A Synthetic Building Operation Dataset
This is the official repository prepared for a dataset descriptor - A Synthetic Building Operation Dataset submitted to the Scientific Data journal.
Han Li, Zhe Wang, Tianzhen Hong. 2021. A Synthetic Building Operation Dataset. Submitted to Scientific Data
- A brief introduction to the dataset.
- A Jupyter notebook with Python script to extract and visualize the data.
- A step-by-step guidance to generate synthetic building operation data.
- A discussion of example use cases of the dataset.
About the dataset:
This is a synthetic building operation dataset which includes HVAC, lighting, miscellaneous electric loads (MELs) system operating conditions, occupant counts, environmental parameters, end-use and whole-building energy consumptions at 10-minute intervals. The data is created with 1395 annual simulations using the U.S. DOE detailed medium-sized reference office building, and 30 years’ historical weather data in three typical climates including Miami, San Francisco, and Chicago. Three energy efficiency levels of the building and systems are considered. Assumptions regarding occupant movements, occupants’ diverse temperature preferences, lighting, and MELs are adopted to reflect realistic building operations. A semantic building metadata schema - BRICK, is used to store the building metadata. The dataset is saved in a 1.2 TB of compressed HDF5 file. This dataset can be used in various applications, including building energy and load shape benchmarking, energy model calibration, evaluation of occupant and weather variability and their influences on building performance, algorithm development and testing for thermal and energy load prediction, model predictive control, policy development for reinforcement learning based building controls.
Access the Dataset
The dataset is registered with the U.S. Department of Energy’s Open Energy Data Initiative (OEDI) and is stored with Amazon Simple Storage Service (S3). More details about the service can be found at this site. To download the dataset, first make sure the AWS Command Line Interface (CLI) is installed. Then, make sure you have enough (>1.2TB) disk space, and run the command below to download the file to the <local_directory>.
aws s3 cp s3://oedi-data-lake/building_synthetic_dataset/A_Synthetic_Building_Operation_Dataset.h5 <local_directory> --no-sign-request
Data Extraction and Visualization:
This Jupyter notebook contains Python scripts, dependencies, functions to extract and explore the dataset. The structure of the file is shown in the figure below.
Generate new dataset:
High-level flow diagram could be found in the Methods section in the paper. For details and source code of generating new dataset, please refer to the README.
Example use cases:
The developed dataset can be used for a wide array of applications.
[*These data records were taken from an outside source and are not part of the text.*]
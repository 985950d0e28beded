//! Run-length tier layout strings describing the physical key arrangement.

use serde::{Deserialize, Serialize};

/// The standard twelve-tone keyboard pattern.
pub const STANDARD_LAYOUT: &str = "121121211212";

/// Tier of a key position within a layout.
#[derive(Debug, Clone, Copy, PartialEq, Eq)]
pub enum Tier {
    /// A full-size key (`'1'`).
    Full,
    /// A shorter key inserted between full-size keys (`'2'`).
    Short,
}

/// A validated tier-layout string over the alphabet `'1'`/`'2'`.
///
/// The pattern repeats across the keyboard, so the last and first
/// characters are effectively adjacent. Construction goes through
/// [`KeyLayout::parse`]; an existing `KeyLayout` value is always valid.
#[derive(Debug, Clone, PartialEq, Eq, Serialize, Deserialize)]
#[serde(try_from = "String", into = "String")]
pub struct KeyLayout(String);

impl KeyLayout {
    /// Validate a layout string. Rejects the empty string, two adjacent
    /// short keys (including the pair formed across the pattern wrap), and
    /// any character outside `'1'`/`'2'`.
    pub fn parse(layout: &str) -> Result<Self, InvalidLayout> {
        if layout.is_empty() {
            return Err(InvalidLayout::Empty);
        }
        if layout.contains("22") {
            return Err(InvalidLayout::AdjacentShortKeys);
        }
        if layout.starts_with('2') && layout.ends_with('2') {
            return Err(InvalidLayout::WrapsToAdjacentShortKeys);
        }
        if let Some(c) = layout.chars().find(|c| !matches!(c, '1' | '2')) {
            return Err(InvalidLayout::BadCharacter(c));
        }
        Ok(Self(layout.to_string()))
    }

    pub fn as_str(&self) -> &str {
        &self.0
    }

    pub fn len(&self) -> usize {
        self.0.len()
    }

    pub fn is_empty(&self) -> bool {
        // A validated layout is never empty; kept for the len/is_empty pair.
        self.0.is_empty()
    }

    /// Tier at a key position, with the pattern repeating.
    pub fn tier(&self, position: usize) -> Tier {
        match self.0.as_bytes()[position % self.0.len()] {
            b'2' => Tier::Short,
            _ => Tier::Full,
        }
    }
}

impl Default for KeyLayout {
    fn default() -> Self {
        Self(STANDARD_LAYOUT.to_string())
    }
}

impl std::fmt::Display for KeyLayout {
    fn fmt(&self, f: &mut std::fmt::Formatter<'_>) -> std::fmt::Result {
        write!(f, "{}", self.0)
    }
}

impl TryFrom<String> for KeyLayout {
    type Error = InvalidLayout;

    fn try_from(value: String) -> Result<Self, Self::Error> {
        Self::parse(&value)
    }
}

impl From<KeyLayout> for String {
    fn from(layout: KeyLayout) -> String {
        layout.0
    }
}

/// Why a layout string was rejected.
#[derive(Debug, Clone, Copy, PartialEq, Eq)]
pub enum InvalidLayout {
    Empty,
    AdjacentShortKeys,
    WrapsToAdjacentShortKeys,
    BadCharacter(char),
}

impl std::fmt::Display for InvalidLayout {
    fn fmt(&self, f: &mut std::fmt::Formatter<'_>) -> std::fmt::Result {
        match self {
            Self::Empty => write!(f, "layout string is empty"),
            Self::AdjacentShortKeys => write!(f, "layout places two short keys next to each other"),
            Self::WrapsToAdjacentShortKeys => write!(
                f,
                "layout starts and ends with a short key, which become adjacent when the pattern repeats"
            ),
            Self::BadCharacter(c) => write!(f, "layout contains invalid character {:?}", c),
        }
    }
}

impl std::error::Error for InvalidLayout {}

#[cfg(test)]
mod tests {
    use super::*;

    #[test]
    fn standard_layout_is_valid() {
        assert!(KeyLayout::parse("121121211212").is_ok());
    }

    #[test]
    fn wholetone_layout_is_valid() {
        assert!(KeyLayout::parse("12").is_ok());
    }

    #[test]
    fn empty_layout_rejected() {
        assert_eq!(KeyLayout::parse(""), Err(InvalidLayout::Empty));
    }

    #[test]
    fn adjacent_short_keys_rejected() {
        assert_eq!(KeyLayout::parse("22"), Err(InvalidLayout::AdjacentShortKeys));
        assert_eq!(
            KeyLayout::parse("1221"),
            Err(InvalidLayout::AdjacentShortKeys)
        );
    }

    #[test]
    fn wrap_adjacency_rejected() {
        // The repeating pattern makes the trailing and leading short keys
        // neighbors: "212" + "212" contains "22".
        assert_eq!(
            KeyLayout::parse("212"),
            Err(InvalidLayout::WrapsToAdjacentShortKeys)
        );
        assert_eq!(
            KeyLayout::parse("2"),
            Err(InvalidLayout::WrapsToAdjacentShortKeys)
        );
    }

    #[test]
    fn bad_characters_rejected() {
        assert_eq!(KeyLayout::parse("13"), Err(InvalidLayout::BadCharacter('3')));
        assert_eq!(
            KeyLayout::parse("1a1"),
            Err(InvalidLayout::BadCharacter('a'))
        );
    }

    #[test]
    fn single_sided_short_key_is_valid() {
        // A short key at only one end never wraps into another short key.
        assert!(KeyLayout::parse("211").is_ok());
        assert!(KeyLayout::parse("112").is_ok());
    }

    #[test]
    fn tier_lookup_repeats() {
        let layout = KeyLayout::parse("12").unwrap();
        assert_eq!(layout.tier(0), Tier::Full);
        assert_eq!(layout.tier(1), Tier::Short);
        assert_eq!(layout.tier(2), Tier::Full);
        assert_eq!(layout.tier(5), Tier::Short);
    }

    #[test]
    fn serde_round_trip_validates() {
        let layout: KeyLayout = serde_json::from_str("\"121\"").unwrap();
        assert_eq!(layout.as_str(), "121");
        assert!(serde_json::from_str::<KeyLayout>("\"22\"").is_err());
    }
}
Here, we illustrated two use cases of the large-scale high-resolution data we generated: benchmarking and data-driven building control.
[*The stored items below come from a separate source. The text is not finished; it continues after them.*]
//! Commands accepted by the engine thread.
//!
//! Live input goes over the priority channel; lifecycle and configuration
//! go over the control channel. Both are drained on the engine thread,
//! which serializes them with the periodic tick.

use std::sync::mpsc::Sender;

use celesta_types::{InvalidLayout, Performance};

/// Transpose adjustment steps for keyboard-sourced notes.
#[derive(Debug, Clone, Copy, PartialEq, Eq)]
pub enum TransposeStep {
    Up,
    Down,
    OctaveUp,
    OctaveDown,
    Reset,
}

#[derive(Debug)]
pub enum EngineCmd {
    // Live input (priority channel).
    /// Keyboard key press, as the keymap's base tone; the engine applies
    /// the transpose offset.
    KeyDown { tone: u8 },
    KeyUp { tone: u8 },
    /// Pointer press on a visible key index.
    PointerDown { key: usize },
    /// Pointer drag; `None` means the pointer left the keys.
    PointerMove { key: Option<usize> },
    PointerUp,
    PedalEngage,
    PedalRelease,
    PedalToggle,
    Transpose(TransposeStep),
    /// Force every tone off, from every source.
    AllNotesOff,
    /// The host lost input focus: release all live-input claims.
    FocusLost,

    // Control (normal channel).
    LoadPerformance(Performance),
    StopPlayback,
    /// Atomically replace the keyboard configuration. Rejected layouts
    /// leave everything untouched.
    Reconfigure {
        layout: String,
        key_count: usize,
        lowest_tone: u8,
        reply: Sender<Result<(), InvalidLayout>>,
    },
    Shutdown,
}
Building Performance Benchmarking
The generated energy consumption and indoor environmental quality data can be used to benchmark various envelope, control and advanced building technologies, especially for areas where real measurement data is not available or inadequate. For instance, even though BPD is the largest database of measured building energy performance in the United States, the sample size of buildings in Miami is 136, which might be too small for robust benchmarking. In this case, the simulation data we generated can be a valuable complementary. The dataset provides system-level end uses and their load profiles for fine granular benchmarking, which are often hard to get from measured datasets. The temporal characteristics - high-load start time, end time, duration, and peak-to-base ratio, could be extracted from the synthetic load profiles and used to benchmark the real building load profiles.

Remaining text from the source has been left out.